I planned my week in advance, because I knew that I would probably feel lonely and sad otherwise. So I’m going to an “anti-Valentine’s Day” party this week (I don’t know anyone there, but who cares?), a friend’s work-related function on Wednesday (nothing to do with singleness, but maybe a chance to meet some nice people and have some good conversations), and I have a blind date on Friday. Sunday I’m going to meet up with an activity group that I have been watching with some curiosity. I made sure that all of the things happening this week are things that I really want to do. Saturday will be fine. I have a feeling Corporate Lawyer will want to do something at some point, although he seems to be the “Disappearing Guy” mentioned in this article. I met up with him on Sunday night after his half-marathon race, because he was feeling a bit down about his performance in the race. By the time I showed up around dinner time after my yoga class, he was unenthusiastic and not particularly thrilled to see me. That was a marked difference from when he’d initially texted me to tell me he was feeling blue, and when I subsequently called him to cheer him up.

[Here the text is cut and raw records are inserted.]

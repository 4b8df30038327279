// Copyright (c) AlphaVelocity.
// All rights reserved.
//
// This source code is licensed under the license found in the
// LICENSE file in the root directory of this source tree.

use chrono::NaiveDate;
use rust_decimal::Decimal;
use rusqlite::Connection;
use tillbook::db;
use tillbook::documents;
use tillbook::error::BookError;
use tillbook::journal::{self, chart, system_account_id};
use tillbook::models::{
    Contact, ContactDraft, ContactKind, ExpenseDraft, Income, IncomeDraft, Product, ProductDraft,
    Purchase, PurchaseDraft, ReferenceType, Sale, SaleDraft,
};
use tillbook::repo::Repo;

fn d(s: &str) -> NaiveDate {
    NaiveDate::parse_from_str(s, "%Y-%m-%d").unwrap()
}

fn dec(s: &str) -> Decimal {
    s.parse().unwrap()
}

struct Fixture {
    conn: Connection,
    widget: i64,
    customer: i64,
    supplier: i64,
}

fn setup() -> Fixture {
    let conn = db::open_in_memory().unwrap();
    let widget = Repo::<Product>::new(&conn)
        .create(&ProductDraft {
            sku: "W-1".into(),
            name: "Widget".into(),
            unit_price: dec("25"),
        })
        .unwrap()
        .id;
    let contacts = Repo::<Contact>::new(&conn);
    let customer = contacts
        .create(&ContactDraft {
            name: "Acme".into(),
            kind: ContactKind::Customer,
            email: None,
            phone: None,
        })
        .unwrap()
        .id;
    let supplier = contacts
        .create(&ContactDraft {
            name: "Parts Inc".into(),
            kind: ContactKind::Supplier,
            email: None,
            phone: None,
        })
        .unwrap()
        .id;
    Fixture {
        conn,
        widget,
        customer,
        supplier,
    }
}

fn buy(f: &mut Fixture, qty: &str, amount: &str) -> Purchase {
    documents::record(
        &mut f.conn,
        &PurchaseDraft {
            date: d("2025-01-05"),
            contact_id: Some(f.supplier),
            product_id: Some(f.widget),
            quantity: dec(qty),
            amount: dec(amount),
            paid: true,
            note: None,
        },
    )
    .unwrap()
}

fn sale_draft(f: &Fixture, qty: &str, amount: &str) -> SaleDraft {
    SaleDraft {
        date: d("2025-01-10"),
        contact_id: Some(f.customer),
        product_id: Some(f.widget),
        quantity: dec(qty),
        amount: dec(amount),
        paid: true,
        note: Some("counter sale".into()),
    }
}

fn product(f: &Fixture) -> Product {
    Repo::<Product>::new(&f.conn).get(f.widget).unwrap()
}

fn account_balance(conn: &Connection, name: &str) -> Decimal {
    let id = system_account_id(conn, name).unwrap();
    let mut bal = Decimal::ZERO;
    for e in journal::entries(conn, &Default::default()).unwrap() {
        if e.debit_account_id == id {
            bal += e.amount;
        }
        if e.credit_account_id == id {
            bal -= e.amount;
        }
    }
    bal
}

#[test]
fn purchases_add_stock_at_weighted_average_cost() {
    let mut f = setup();
    buy(&mut f, "10", "100");
    buy(&mut f, "10", "140");
    let p = product(&f);
    assert_eq!(p.stock_qty, dec("20"));
    assert_eq!(p.unit_cost, dec("12"));
    assert_eq!(account_balance(&f.conn, chart::INVENTORY), dec("240"));
    assert_eq!(account_balance(&f.conn, chart::CASH), dec("-240"));
}

#[test]
fn sale_reduces_stock_and_posts_cogs() {
    let mut f = setup();
    buy(&mut f, "10", "100");
    let draft = sale_draft(&f, "4", "100");
    let sale = documents::record(&mut f.conn, &draft).unwrap();
    assert_eq!(sale.unit_cost, Some(dec("10")));
    assert_eq!(product(&f).stock_qty, dec("6"));

    let rows = journal::entries_for(&f.conn, ReferenceType::Sale, sale.id).unwrap();
    assert_eq!(rows.len(), 2);
    let cash = system_account_id(&f.conn, chart::CASH).unwrap();
    let revenue = system_account_id(&f.conn, chart::SALES).unwrap();
    let cogs = system_account_id(&f.conn, chart::COGS).unwrap();
    let inventory = system_account_id(&f.conn, chart::INVENTORY).unwrap();
    assert_eq!(
        (rows[0].debit_account_id, rows[0].credit_account_id, rows[0].amount),
        (cash, revenue, dec("100"))
    );
    assert_eq!(
        (rows[1].debit_account_id, rows[1].credit_account_id, rows[1].amount),
        (cogs, inventory, dec("40"))
    );
    assert!(rows[0].description.contains("counter sale"));
}

#[test]
fn credit_sale_posts_to_receivable() {
    let mut f = setup();
    let draft = SaleDraft {
        product_id: None,
        paid: false,
        ..sale_draft(&f, "1", "80")
    };
    documents::record(&mut f.conn, &draft).unwrap();
    assert_eq!(account_balance(&f.conn, chart::RECEIVABLE), dec("80"));
    assert_eq!(account_balance(&f.conn, chart::CASH), Decimal::ZERO);
}

#[test]
fn insufficient_stock_rolls_back_everything() {
    let mut f = setup();
    buy(&mut f, "2", "20");
    let draft = sale_draft(&f, "5", "125");
    let err = documents::record(&mut f.conn, &draft).unwrap_err();
    match err {
        BookError::InsufficientStock {
            sku,
            available,
            requested,
        } => {
            assert_eq!(sku, "W-1");
            assert_eq!(available, dec("2"));
            assert_eq!(requested, dec("5"));
        }
        other => panic!("expected InsufficientStock, got {:?}", other),
    }
    let sales: i64 = f
        .conn
        .query_row("SELECT COUNT(*) FROM sales", [], |r| r.get(0))
        .unwrap();
    assert_eq!(sales, 0);
    assert_eq!(product(&f).stock_qty, dec("2"));
    assert_eq!(account_balance(&f.conn, chart::SALES), Decimal::ZERO);
}

#[test]
fn sale_to_a_supplier_is_rejected() {
    let mut f = setup();
    let draft = SaleDraft {
        contact_id: Some(f.supplier),
        product_id: None,
        ..sale_draft(&f, "1", "10")
    };
    assert!(matches!(
        documents::record(&mut f.conn, &draft),
        Err(BookError::Validation(_))
    ));
}

#[test]
fn discard_and_reinstate_round_trip_stock_and_journal() {
    let mut f = setup();
    buy(&mut f, "10", "100");
    let draft = sale_draft(&f, "3", "75");
    let sale = documents::record(&mut f.conn, &draft).unwrap();

    documents::discard::<Sale>(&mut f.conn, sale.id).unwrap();
    assert_eq!(product(&f).stock_qty, dec("10"));
    assert!(journal::entries_for(&f.conn, ReferenceType::Sale, sale.id)
        .unwrap()
        .is_empty());

    documents::reinstate::<Sale>(&mut f.conn, sale.id).unwrap();
    assert_eq!(product(&f).stock_qty, dec("7"));
    assert_eq!(
        journal::entries_for(&f.conn, ReferenceType::Sale, sale.id)
            .unwrap()
            .len(),
        2
    );
}

#[test]
fn amend_replaces_old_effects() {
    let mut f = setup();
    buy(&mut f, "10", "100");
    let draft = sale_draft(&f, "3", "75");
    let sale = documents::record(&mut f.conn, &draft).unwrap();
    let draft = sale_draft(&f, "5", "125");
    let amended = documents::amend(&mut f.conn, sale.id, &draft).unwrap();
    assert_eq!(amended.quantity, dec("5"));
    assert_eq!(product(&f).stock_qty, dec("5"));
    assert_eq!(account_balance(&f.conn, chart::SALES), dec("-125"));
    assert_eq!(account_balance(&f.conn, chart::COGS), dec("50"));
}

#[test]
fn discarding_a_purchase_that_was_sold_fails() {
    let mut f = setup();
    let purchase = buy(&mut f, "5", "50");
    let draft = sale_draft(&f, "4", "100");
    documents::record(&mut f.conn, &draft).unwrap();
    let err = documents::discard::<Purchase>(&mut f.conn, purchase.id).unwrap_err();
    assert!(matches!(err, BookError::InsufficientStock { .. }));
    assert_eq!(product(&f).stock_qty, dec("1"));
    assert_eq!(
        journal::entries_for(&f.conn, ReferenceType::Purchase, purchase.id)
            .unwrap()
            .len(),
        1
    );
}

#[test]
fn discarded_sale_returns_stock_at_its_own_cost() {
    let mut f = setup();
    buy(&mut f, "10", "100");
    let draft = sale_draft(&f, "10", "250");
    let sale = documents::record(&mut f.conn, &draft).unwrap();
    buy(&mut f, "10", "200");
    assert_eq!(product(&f).unit_cost, dec("20"));

    documents::discard::<Sale>(&mut f.conn, sale.id).unwrap();
    let p = product(&f);
    assert_eq!(p.stock_qty, dec("20"));
    assert_eq!(p.unit_cost, dec("15"));
    assert_eq!(
        p.stock_qty * p.unit_cost,
        account_balance(&f.conn, chart::INVENTORY)
    );
    assert_eq!(account_balance(&f.conn, chart::INVENTORY), dec("300"));

    let draft = sale_draft(&f, "20", "500");
    documents::record(&mut f.conn, &draft).unwrap();
    assert_eq!(account_balance(&f.conn, chart::INVENTORY), Decimal::ZERO);
}

#[test]
fn amend_and_reinstate_keep_the_captured_cost() {
    let mut f = setup();
    buy(&mut f, "10", "100");
    let draft = sale_draft(&f, "5", "125");
    let sale = documents::record(&mut f.conn, &draft).unwrap();
    buy(&mut f, "5", "250");
    assert_eq!(product(&f).unit_cost, dec("30"));

    let draft = SaleDraft {
        note: Some("corrected note".into()),
        ..sale_draft(&f, "5", "125")
    };
    let amended = documents::amend(&mut f.conn, sale.id, &draft).unwrap();
    assert_eq!(amended.unit_cost, Some(dec("10")));
    assert_eq!(account_balance(&f.conn, chart::COGS), dec("50"));
    assert_eq!(product(&f).stock_qty, dec("10"));
    assert_eq!(product(&f).unit_cost, dec("30"));

    documents::discard::<Sale>(&mut f.conn, sale.id).unwrap();
    let back = documents::reinstate::<Sale>(&mut f.conn, sale.id).unwrap();
    assert_eq!(back.unit_cost, Some(dec("10")));
    assert_eq!(account_balance(&f.conn, chart::COGS), dec("50"));
    assert_eq!(product(&f).stock_qty, dec("10"));
}

#[test]
fn amending_a_partly_sold_purchase_applies_the_difference() {
    let mut f = setup();
    let purchase = buy(&mut f, "10", "100");
    let draft = sale_draft(&f, "1", "25");
    documents::record(&mut f.conn, &draft).unwrap();

    let fix = PurchaseDraft {
        date: d("2025-01-05"),
        contact_id: Some(f.supplier),
        product_id: Some(f.widget),
        quantity: dec("10"),
        amount: dec("100"),
        paid: true,
        note: Some("invoice 42".into()),
    };
    let amended = documents::amend(&mut f.conn, purchase.id, &fix).unwrap();
    assert_eq!(amended.note.as_deref(), Some("invoice 42"));
    let p = product(&f);
    assert_eq!(p.stock_qty, dec("9"));
    assert_eq!(p.unit_cost, dec("10"));

    let shrink = PurchaseDraft {
        quantity: dec("0.5"),
        amount: dec("5"),
        ..fix
    };
    let err = documents::amend(&mut f.conn, purchase.id, &shrink).unwrap_err();
    assert!(matches!(err, BookError::InsufficientStock { .. }));
    assert_eq!(product(&f).stock_qty, dec("9"));
    assert_eq!(account_balance(&f.conn, chart::INVENTORY), dec("90"));
}

#[test]
fn stock_value_overflow_is_a_validation_error() {
    let mut f = setup();
    buy(&mut f, "1", "50000000000000000000000000000");
    let err = documents::record(
        &mut f.conn,
        &PurchaseDraft {
            date: d("2025-01-06"),
            contact_id: Some(f.supplier),
            product_id: Some(f.widget),
            quantity: dec("1"),
            amount: dec("50000000000000000000000000000"),
            paid: true,
            note: None,
        },
    )
    .unwrap_err();
    assert!(matches!(err, BookError::Validation(_)));
    assert_eq!(product(&f).stock_qty, dec("1"));
}

#[test]
fn expense_and_income_move_cash() {
    let mut f = setup();
    let opex = system_account_id(&f.conn, chart::OPERATING).unwrap();
    let other = system_account_id(&f.conn, chart::OTHER_INCOME).unwrap();
    documents::record(
        &mut f.conn,
        &ExpenseDraft {
            date: d("2025-01-03"),
            account_id: opex,
            payee: "Landlord".into(),
            amount: dec("500"),
            note: None,
        },
    )
    .unwrap();
    let income = documents::record(
        &mut f.conn,
        &IncomeDraft {
            date: d("2025-01-04"),
            account_id: other,
            source: "Interest".into(),
            amount: dec("20"),
            note: None,
        },
    )
    .unwrap();
    assert_eq!(account_balance(&f.conn, chart::CASH), dec("-480"));

    documents::purge::<Income>(&mut f.conn, income.id).unwrap();
    assert_eq!(account_balance(&f.conn, chart::CASH), dec("-500"));
    assert!(Repo::<Income>::new(&f.conn).find(income.id).unwrap().is_none());
}

#[test]
fn expense_must_use_an_expense_account() {
    let mut f = setup();
    let revenue = system_account_id(&f.conn, chart::SALES).unwrap();
    let err = documents::record(
        &mut f.conn,
        &ExpenseDraft {
            date: d("2025-01-03"),
            account_id: revenue,
            payee: "Nobody".into(),
            amount: dec("5"),
            note: None,
        },
    )
    .unwrap_err();
    assert!(matches!(err, BookError::Validation(_)));
}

I think he’s getting cold feet about seeing me, and worried that I want something more serious. We haven’t had That Conversation yet (the “what are you looking for and where would you like this to go”) but it’s not really a conversation I want to have, either. We really don’t have that much in common; all of his pop cultural references go over my head (I have no cable t.v. in my apartment), plus we have very different tastes. He talks about John Grisham and Tom Clancy and whoever else, and I talk about Dziga Vertov and the Kino Eye, or global politics. His sense of moral obligation to anyone else in society is little to zero, and he finds it amusing when I bring up the topic. I find it amusing, too, when he demonstrates his politics.

Clearly, we’d need something to relate to soon, or we’re going to keep making and filing witty anthropological mental notes about each other before eventually fading apart.